Stored data:
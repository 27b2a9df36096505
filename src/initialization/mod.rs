//! Startup wiring: logger, HTTP clients, DNS resolver.

mod client;
mod logger;
mod resolver;

pub use client::{init_rpc_client, init_source_client};
pub use logger::init_logger_with;
pub use resolver::init_resolver;
//! The transaction listener pipeline.
//!
//! ```text
//! upstream → (parse, inline) → geo_queue → (N workers enrich) → tx_buffer → dispatcher → callbacks
//! ```
//!
//! Every producer-side send is non-blocking: a full enrichment queue
//! forwards the transaction unenriched, a full dispatch buffer drops it
//! and bumps a counter. The upstream read loop is never stalled.

use std::collections::HashSet;
use std::sync::atomic::{AtomicBool, Ordering};
use std::sync::Arc;

use anyhow::{bail, Context, Result};
use async_trait::async_trait;
use log::{debug, error, info, warn};
use serde_json::Value;
use tokio::sync::mpsc;
use tokio::sync::mpsc::error::TrySendError;
use tokio_util::sync::CancellationToken;

use crate::config::{ACCOUNT_RESOLVE_TIMEOUT, RECONNECT_TIMEOUT, SUPERVISOR_TICK};
use crate::error_handling::{DropReason, PipelineStats};
use crate::geolocation::Resolver;
use crate::models::{GeoLocation, Transaction};
use crate::xrpl::{MessageCallback, NodeClient};

use super::parse::parse_transaction;

/// Callback invoked serially, in pipeline-completion order, for every
/// dispatched transaction.
pub type TransactionCallback = Arc<dyn Fn(&Transaction) + Send + Sync>;

/// Account-to-location seam; implemented by the geolocation resolver and
/// by test stubs.
#[async_trait]
pub trait AccountResolver: Send + Sync {
    async fn resolve_account(
        &self,
        client: &dyn NodeClient,
        account: &str,
    ) -> Result<Option<GeoLocation>>;
}

#[async_trait]
impl AccountResolver for Resolver {
    async fn resolve_account(
        &self,
        client: &dyn NodeClient,
        account: &str,
    ) -> Result<Option<GeoLocation>> {
        Resolver::resolve_account(self, client, account).await
    }
}

/// Pipeline sizing knobs.
#[derive(Debug, Clone)]
pub struct ListenerOptions {
    pub transaction_buffer_size: usize,
    pub geo_enrichment_q_size: usize,
    pub geo_worker_count: usize,
    pub max_geo_candidates: usize,
}

struct Channels {
    geo_tx: mpsc::Sender<Transaction>,
    geo_rx: Arc<tokio::sync::Mutex<mpsc::Receiver<Transaction>>>,
    buffer_tx: mpsc::Sender<Transaction>,
    buffer_rx: Arc<tokio::sync::Mutex<mpsc::Receiver<Transaction>>>,
}

/// Subscribes to the upstream transaction stream and drives the pipeline.
pub struct Listener {
    client: Arc<dyn NodeClient>,
    resolver: Option<Arc<dyn AccountResolver>>,
    stats: Arc<PipelineStats>,
    min_payment_drops: i64,
    options: ListenerOptions,
    channels: Channels,
    callbacks: Arc<std::sync::Mutex<Vec<TransactionCallback>>>,
    subscribed: Arc<AtomicBool>,
    run_cancel: std::sync::Mutex<Option<CancellationToken>>,
}

impl Listener {
    pub fn new(
        client: Arc<dyn NodeClient>,
        resolver: Option<Arc<dyn AccountResolver>>,
        min_payment_drops: i64,
        stats: Arc<PipelineStats>,
        options: ListenerOptions,
    ) -> Self {
        let (geo_tx, geo_rx) = mpsc::channel(options.geo_enrichment_q_size);
        let (buffer_tx, buffer_rx) = mpsc::channel(options.transaction_buffer_size);
        Listener {
            client,
            resolver,
            stats,
            min_payment_drops,
            options,
            channels: Channels {
                geo_tx,
                geo_rx: Arc::new(tokio::sync::Mutex::new(geo_rx)),
                buffer_tx,
                buffer_rx: Arc::new(tokio::sync::Mutex::new(buffer_rx)),
            },
            callbacks: Arc::new(std::sync::Mutex::new(Vec::new())),
            subscribed: Arc::new(AtomicBool::new(false)),
            run_cancel: std::sync::Mutex::new(None),
        }
    }

    /// Registers a callback for dispatched transactions.
    pub fn add_callback(&self, callback: TransactionCallback) {
        if let Ok(mut callbacks) = self.callbacks.lock() {
            callbacks.push(callback);
        }
    }

    pub fn is_subscribed(&self) -> bool {
        self.subscribed.load(Ordering::SeqCst)
    }

    pub fn min_payment_drops(&self) -> i64 {
        self.min_payment_drops
    }

    /// Connects (when needed), subscribes, and starts the pipeline tasks.
    /// Rejected when already subscribed.
    pub async fn start(&self) -> Result<()> {
        if self.is_subscribed() {
            bail!("already subscribed");
        }

        if !self.client.is_connected() {
            self.client
                .connect()
                .await
                .context("failed to connect to ledger websocket")?;
        }

        let parse_callback = self.make_message_callback();
        self.client
            .subscribe(&stream_names(), Some(parse_callback))
            .await
            .context("failed to subscribe to transactions")?;

        self.subscribed.store(true, Ordering::SeqCst);

        let cancel = CancellationToken::new();
        if let Ok(mut slot) = self.run_cancel.lock() {
            if let Some(previous) = slot.replace(cancel.clone()) {
                previous.cancel();
            }
        }

        if self.resolver.is_some() {
            self.spawn_enrichment_workers(&cancel);
        }
        self.spawn_dispatcher(&cancel);
        self.spawn_supervisor(&cancel);

        info!(
            "Transaction listener started (min_payment_drops={})",
            self.min_payment_drops
        );
        Ok(())
    }

    /// Stops the pipeline and unsubscribes; idempotent.
    pub async fn stop(&self) -> Result<()> {
        if !self.subscribed.swap(false, Ordering::SeqCst) {
            return Ok(());
        }

        if let Ok(mut slot) = self.run_cancel.lock() {
            if let Some(cancel) = slot.take() {
                cancel.cancel();
            }
        }

        if self.client.is_connected() {
            if let Err(err) = self.client.unsubscribe(&stream_names()).await {
                error!("Failed to unsubscribe from transactions: {err:#}");
                return Err(err);
            }
        }

        info!("Transaction listener stopped");
        Ok(())
    }

    /// Builds the inline parse callback handed to the upstream client.
    fn make_message_callback(&self) -> MessageCallback {
        let geo_tx = self.channels.geo_tx.clone();
        let buffer_tx = self.channels.buffer_tx.clone();
        let stats = Arc::clone(&self.stats);
        let min_drops = self.min_payment_drops;
        let max_candidates = self.options.max_geo_candidates;
        let enrich = self.resolver.is_some();

        Arc::new(move |msg: &Value| {
            match parse_transaction(msg, min_drops, max_candidates) {
                Ok(Some(tx)) => {
                    stats.record_parsed();
                    route_parsed(tx, &geo_tx, &buffer_tx, enrich, &stats);
                }
                Ok(None) => {}
                Err(err) => debug!("Skipping transaction: {err:#}"),
            }
        })
    }

    fn spawn_enrichment_workers(&self, cancel: &CancellationToken) {
        let Some(resolver) = self.resolver.as_ref() else {
            return;
        };
        for _ in 0..self.options.geo_worker_count {
            let geo_rx = Arc::clone(&self.channels.geo_rx);
            let buffer_tx = self.channels.buffer_tx.clone();
            let resolver = Arc::clone(resolver);
            let client = Arc::clone(&self.client);
            let stats = Arc::clone(&self.stats);
            let cancel = cancel.clone();

            tokio::spawn(async move {
                loop {
                    // The receiver lock is only held while pulling; the
                    // slow enrichment happens outside it.
                    let mut tx = {
                        let mut rx = geo_rx.lock().await;
                        tokio::select! {
                            _ = cancel.cancelled() => return,
                            received = rx.recv() => match received {
                                Some(tx) => tx,
                                None => return,
                            },
                        }
                    };

                    enrich_transaction(resolver.as_ref(), client.as_ref(), &mut tx, &stats).await;

                    if buffer_tx.try_send(tx).is_err() {
                        stats.record_drop(DropReason::TxBufferFull);
                    }
                }
            });
        }
    }

    fn spawn_dispatcher(&self, cancel: &CancellationToken) {
        let buffer_rx = Arc::clone(&self.channels.buffer_rx);
        let callbacks = Arc::clone(&self.callbacks);
        let stats = Arc::clone(&self.stats);
        let cancel = cancel.clone();

        tokio::spawn(async move {
            let mut rx = buffer_rx.lock().await;
            loop {
                tokio::select! {
                    _ = cancel.cancelled() => return,
                    received = rx.recv() => {
                        let Some(tx) = received else { return };
                        stats.record_dispatched();
                        let snapshot: Vec<TransactionCallback> = callbacks
                            .lock()
                            .map(|cbs| cbs.clone())
                            .unwrap_or_default();
                        for callback in snapshot {
                            callback(&tx);
                        }
                    }
                }
            }
        });
    }

    fn spawn_supervisor(&self, cancel: &CancellationToken) {
        let client = Arc::clone(&self.client);
        let subscribed = Arc::clone(&self.subscribed);
        let cancel = cancel.clone();

        tokio::spawn(async move {
            let mut ticker = tokio::time::interval(SUPERVISOR_TICK);
            loop {
                tokio::select! {
                    _ = cancel.cancelled() => return,
                    _ = ticker.tick() => {
                        if !subscribed.load(Ordering::SeqCst) || client.is_connected() {
                            continue;
                        }
                        warn!("Upstream connection lost; reconnecting");
                        match tokio::time::timeout(RECONNECT_TIMEOUT, client.connect()).await {
                            Ok(Ok(())) => {
                                // The parse callback stays registered on
                                // the client; only the subscription frame
                                // needs re-sending.
                                match client.subscribe(&stream_names(), None).await {
                                    Ok(()) => info!("Re-subscribed to transaction stream"),
                                    Err(err) => {
                                        warn!("Failed to re-subscribe after reconnect: {err:#}")
                                    }
                                }
                            }
                            Ok(Err(err)) => warn!("Reconnect failed: {err:#}"),
                            Err(_) => warn!("Reconnect timed out"),
                        }
                    }
                }
            }
        });
    }
}

fn stream_names() -> Vec<String> {
    vec!["transactions".to_string()]
}

/// Routes a freshly parsed transaction into the pipeline without ever
/// blocking the caller.
fn route_parsed(
    tx: Transaction,
    geo_tx: &mpsc::Sender<Transaction>,
    buffer_tx: &mpsc::Sender<Transaction>,
    enrich: bool,
    stats: &PipelineStats,
) {
    if !enrich {
        if buffer_tx.try_send(tx).is_err() {
            stats.record_drop(DropReason::TxBufferFull);
        }
        return;
    }

    match geo_tx.try_send(tx) {
        Ok(()) => {}
        Err(TrySendError::Full(tx)) => {
            // Enrichment is saturated; deliver unenriched rather than
            // stall or lose the transaction outright.
            stats.record_drop(DropReason::GeoQueueFull);
            if buffer_tx.try_send(tx).is_err() {
                stats.record_drop(DropReason::TxBufferFull);
            }
        }
        Err(TrySendError::Closed(_)) => {}
    }
}

/// Resolves each candidate with a per-call deadline and fills
/// `tx.locations`: source first, destination second, then extras, with
/// duplicates suppressed by `(account, lat·1e4, lng·1e4)`.
async fn enrich_transaction(
    resolver: &dyn AccountResolver,
    client: &dyn NodeClient,
    tx: &mut Transaction,
    stats: &PipelineStats,
) {
    let mut candidates: Vec<String> = Vec::new();
    for lead in [tx.account.clone(), tx.destination.clone()] {
        if !lead.is_empty() && !candidates.contains(&lead) {
            candidates.push(lead);
        }
    }
    for extra in &tx.geo_candidates {
        if !candidates.contains(extra) {
            candidates.push(extra.clone());
        }
    }

    let mut seen: HashSet<(String, i64, i64)> = HashSet::new();
    for candidate in candidates {
        let resolved =
            tokio::time::timeout(ACCOUNT_RESOLVE_TIMEOUT, resolver.resolve_account(client, &candidate))
                .await;
        match resolved {
            Ok(Ok(Some(geo))) => {
                stats.record_geo_enrich(true);
                let key = (
                    geo.validator_address.clone(),
                    (geo.latitude * 1e4).round() as i64,
                    (geo.longitude * 1e4).round() as i64,
                );
                if seen.insert(key) {
                    tx.locations.push(geo);
                }
            }
            Ok(Ok(None)) => {}
            Ok(Err(err)) => {
                stats.record_geo_enrich(false);
                debug!("Failed to resolve geolocation for {candidate}: {err:#}");
            }
            Err(_) => {
                stats.record_geo_enrich(false);
                debug!("Geolocation lookup for {candidate} timed out");
            }
        }
    }
}
use std::sync::Arc;

use crate::config::ServerConfig;
use crate::orchestrator::RequestOrchestrator;
use crate::store::SnapshotStore;

#[derive(Clone)]
pub struct AppState {
    pub store: Arc<SnapshotStore>,
    pub jarvis: Arc<RequestOrchestrator>,
    pub config: Arc<ServerConfig>,
}
use serde::{Deserialize, Serialize};
use utoipa::ToSchema;

/// Closed set of reasons an upstream call failed.
#[derive(Debug, Clone, Copy, PartialEq, Eq, Hash, Serialize, Deserialize, ToSchema)]
#[serde(rename_all = "snake_case")]
pub enum FailureKind {
    Auth,
    Quota,
    RateLimit,
    InvalidRequest,
    Server,
    Timeout,
    Network,
    Unknown,
}

impl FailureKind {
    /// Failures that will not clear up on their own within seconds.
    pub fn is_hard(self) -> bool {
        matches!(
            self,
            FailureKind::Auth
                | FailureKind::Quota
                | FailureKind::RateLimit
                | FailureKind::InvalidRequest
        )
    }

    pub fn as_str(self) -> &'static str {
        match self {
            FailureKind::Auth => "auth",
            FailureKind::Quota => "quota",
            FailureKind::RateLimit => "rate_limit",
            FailureKind::InvalidRequest => "invalid_request",
            FailureKind::Server => "server",
            FailureKind::Timeout => "timeout",
            FailureKind::Network => "network",
            FailureKind::Unknown => "unknown",
        }
    }
}

impl std::fmt::Display for FailureKind {
    fn fmt(&self, f: &mut std::fmt::Formatter<'_>) -> std::fmt::Result {
        f.write_str(self.as_str())
    }
}

const QUOTA_VOCABULARY: &[&str] = &["quota", "credit", "balance", "billing", "insufficient_funds"];
const TIMEOUT_VOCABULARY: &[&str] = &["timeout", "timed out", "abort", "deadline"];
const NETWORK_VOCABULARY: &[&str] = &[
    "fetch",
    "connection refused",
    "econnrefused",
    "econnreset",
    "connection reset",
    "enotfound",
    "dns",
    "failed to lookup",
    "network",
    "unreachable",
    "error trying to connect",
];

pub fn classify_http_status(status: u16, body: &str) -> FailureKind {
    match status {
        401 | 403 => FailureKind::Auth,
        429 => {
            let body = body.to_lowercase();
            if QUOTA_VOCABULARY.iter().any(|word| body.contains(word)) {
                FailureKind::Quota
            } else {
                FailureKind::RateLimit
            }
        }
        400 | 404 | 405 | 409 | 413 | 415 | 422 => FailureKind::InvalidRequest,
        s if s >= 500 => FailureKind::Server,
        _ => FailureKind::Unknown,
    }
}

/// Classify a transport error from its rendered message. Timeouts are checked
/// first so "connection timed out" lands on `timeout`.
pub fn classify_transport_message(message: &str) -> FailureKind {
    let message = message.to_lowercase();
    if TIMEOUT_VOCABULARY.iter().any(|word| message.contains(word)) {
        FailureKind::Timeout
    } else if NETWORK_VOCABULARY.iter().any(|word| message.contains(word)) {
        FailureKind::Network
    } else {
        FailureKind::Unknown
    }
}

/// A classified upstream failure, carried as a value through orchestration.
#[derive(Debug, Clone, PartialEq, Eq, thiserror::Error)]
#[error("{kind} upstream failure{}: {detail}", .status.map(|s| format!(" (HTTP {s})")).unwrap_or_default())]
pub struct UpstreamFailure {
    pub kind: FailureKind,
    pub status: Option<u16>,
    /// Explicit retry hint from the upstream (e.g. `retry-after`).
    pub retry_after_seconds: Option<u64>,
    pub detail: String,
}

impl UpstreamFailure {
    pub fn http(status: u16, body: impl Into<String>, retry_after_seconds: Option<u64>) -> Self {
        let detail = body.into();
        Self {
            kind: classify_http_status(status, &detail),
            status: Some(status),
            retry_after_seconds,
            detail,
        }
    }

    pub fn transport(message: impl Into<String>) -> Self {
        let detail = message.into();
        Self {
            kind: classify_transport_message(&detail),
            status: None,
            retry_after_seconds: None,
            detail,
        }
    }

    pub fn of_kind(kind: FailureKind, detail: impl Into<String>) -> Self {
        Self {
            kind,
            status: None,
            retry_after_seconds: None,
            detail: detail.into(),
        }
    }

    /// True for an `invalid_request` whose details point at the model name.
    pub fn mentions_unknown_model(&self) -> bool {
        if self.kind != FailureKind::InvalidRequest {
            return false;
        }
        let detail = self.detail.to_lowercase();
        detail.contains("model")
            && ["not found", "does not exist", "unknown", "unsupported", "not supported", "invalid model"]
                .iter()
                .any(|phrase| detail.contains(phrase))
    }
}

ABOUT THIS TASK –
The answer should consist solely of the lines from the first line above through the one with "pub use logger::init_logger_with;", both included, repeated exactly.

RESULT OF THIS TASK –
repository 27b2a9df36096505
filename src/initialization/mod.rs
//! Startup wiring: logger, HTTP clients, DNS resolver.

mod client;
mod logger;
mod resolver;

pub use client::{init_rpc_client, init_source_client};
pub use logger::init_logger_with;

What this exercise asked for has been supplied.